**Task to complete**
State how many lines of the entries hold the string "warn". Reply with the number alone.

**Data for analysis**
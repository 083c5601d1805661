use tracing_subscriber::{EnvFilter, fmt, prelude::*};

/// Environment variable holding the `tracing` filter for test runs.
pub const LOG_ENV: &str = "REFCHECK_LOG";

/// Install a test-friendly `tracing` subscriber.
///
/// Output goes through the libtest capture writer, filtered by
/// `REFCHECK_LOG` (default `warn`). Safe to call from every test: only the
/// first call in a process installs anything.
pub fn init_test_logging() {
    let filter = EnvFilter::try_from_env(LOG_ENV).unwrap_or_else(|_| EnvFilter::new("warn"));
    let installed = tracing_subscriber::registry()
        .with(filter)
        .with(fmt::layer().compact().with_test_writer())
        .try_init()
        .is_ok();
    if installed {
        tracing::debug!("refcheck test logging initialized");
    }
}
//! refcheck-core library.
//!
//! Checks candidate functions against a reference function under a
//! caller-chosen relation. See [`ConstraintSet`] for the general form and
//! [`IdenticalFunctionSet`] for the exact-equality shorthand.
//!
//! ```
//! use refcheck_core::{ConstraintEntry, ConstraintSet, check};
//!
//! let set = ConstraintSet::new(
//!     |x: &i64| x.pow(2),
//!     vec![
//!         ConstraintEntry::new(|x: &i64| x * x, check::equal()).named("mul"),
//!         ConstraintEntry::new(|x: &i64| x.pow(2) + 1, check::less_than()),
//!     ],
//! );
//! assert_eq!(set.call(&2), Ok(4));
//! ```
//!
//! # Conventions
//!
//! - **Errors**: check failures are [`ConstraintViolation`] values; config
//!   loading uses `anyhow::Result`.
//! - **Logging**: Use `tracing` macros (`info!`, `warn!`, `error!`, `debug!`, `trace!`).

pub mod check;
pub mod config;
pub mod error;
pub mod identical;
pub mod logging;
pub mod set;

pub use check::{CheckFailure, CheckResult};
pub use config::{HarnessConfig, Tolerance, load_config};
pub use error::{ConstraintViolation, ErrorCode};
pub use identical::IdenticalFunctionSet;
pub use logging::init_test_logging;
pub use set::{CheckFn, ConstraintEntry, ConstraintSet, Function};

**Response to this task**
3